Business: The Economy

Manufacturing slump in UK hits jobs

The decline in manufacturing has led to a wave of job losses

The manufacturing sector in Britain has shrunk for the ninth month in a row in December.

Although the rate of slowdown was not as large as in previous months, the survey by the Chartered Institute of Purchasing and Supply (CIPS) paints a gloomy picture for jobs. Employment fell for the tenth successive month, with manufacturers continuing to shed staff at a rate not seen since 1992.


[ image: Exporters have been hard hit by the strength of the pound]
Exporters have been hard hit by the strength of the pound
The slowdown in orders was blamed on a continued lack of competitiveness in export markets due to the exchange rate, cheap imports, weak domestic demand and slower economic growth in Europe and the Far East.

December's decline was the third largest monthly fall recorded since the survey began in January 1992.

The CIPS's purchasing managers index inched up to 42.8 in December from 41.7 in November. But a reading below 50 still means that manufacturing is shrinking fast.


[ image: The CIPS says there is some evidence that the slowdown is beginning to ease]
The CIPS says there is some evidence that the slowdown is beginning to ease
The survey said output also fell again, at its second fastest rate in the history of the survey. But the CIPS said there was some evidence the rate at which orders were shrinking may have bottomed out in October helped by the recent depreciation in the value of sterling.

The export orders index rose to 42.2 in December from 38.9 in November.

Also out on Monday were figures from the Bank of England which showed UK net consumer credit rose £1.3bn in November.

Interest rates on hold?

Economic experts said the figures may prevent the Bank of England from cutting interest rates on Thursday.

Marian Bell of the Royal Bank of Scotland said: "The UK figures are likely to increase the likelihood that the Bank of England will leave rates on hold after their meeting on Thursday. Net new formation of consumer credit was a very strong £1.3bn, whilst the manufacturing PMI rebounded to 42.8 broadly in line with our forecast."

He stressed, however, that he and his colleagues felt that "the Bank has room to continue to cut since our analysis shows that interest rates are still likely to be exerting a negative influence on gross domestic product growth."

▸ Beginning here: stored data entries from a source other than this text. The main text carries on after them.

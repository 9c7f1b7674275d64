use anyhow::Context;

/// Process configuration, read from the environment after `.env` is loaded.
#[derive(Debug, Clone, PartialEq, Eq)]
pub struct Settings {
    pub host: String,
    pub port: u16,
    pub strict_transforms: bool,
}

impl Default for Settings {
    fn default() -> Self {
        Self {
            host: "0.0.0.0".to_string(),
            port: 3001,
            strict_transforms: false,
        }
    }
}

impl Settings {
    pub fn from_env() -> anyhow::Result<Self> {
        Self::from_lookup(|key| std::env::var(key).ok())
    }

    fn from_lookup<F>(lookup: F) -> anyhow::Result<Self>
    where
        F: Fn(&str) -> Option<String>,
    {
        let defaults = Self::default();

        let host = lookup("HOST").unwrap_or(defaults.host);
        let port = match lookup("PORT") {
            Some(raw) => raw
                .parse()
                .with_context(|| format!("PORT must be a port number, got '{}'", raw))?,
            None => defaults.port,
        };
        let strict_transforms = match lookup("API_VERSIONING_STRICT") {
            Some(raw) => parse_flag(&raw)
                .with_context(|| format!("API_VERSIONING_STRICT must be true or false, got '{}'", raw))?,
            None => defaults.strict_transforms,
        };

        Ok(Self {
            host,
            port,
            strict_transforms,
        })
    }

    pub fn bind_address(&self) -> String {
        format!("{}:{}", self.host, self.port)
    }
}

fn parse_flag(raw: &str) -> Option<bool> {
    match raw.trim().to_lowercase().as_str() {
        "1" | "true" | "yes" | "on" => Some(true),
        "0" | "false" | "no" | "off" => Some(false),
        _ => None,
    }
}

Jeremy Hawkins of Bank America agreed that the unexpectedly strong gain in UK consumer credit in November may be enough to keep base rates on hold this week.


[ image: Will the Bank of England cut interest rates - or keep them on hold?]
Will the Bank of England cut interest rates - or keep them on hold?
He added: "Recent anecdotal evidence of consumer spending has been mixed, but the £559m jump in borrowing on credit cards warns that the overall Christmas period may not have been as weak as suggested by some.

"The PMI for the manufacturing sector was consistent with the CBI trends report in calling for some stabilisation. Nonetheless, it is a sector that is still struggling badly. We see base rates being cut by another 50 basis points at the February MPC meeting."

Meanwhile Jeremy Stretch of NatWest GFM London said the manufacturing figures were no great surprise: "We have seen manufacturing struggling for a number of months now.

"Employment is now being hit and that will be a continuing theme through 1999. If that feeds through into consumer expenditure, it will exacerbate the slowdown.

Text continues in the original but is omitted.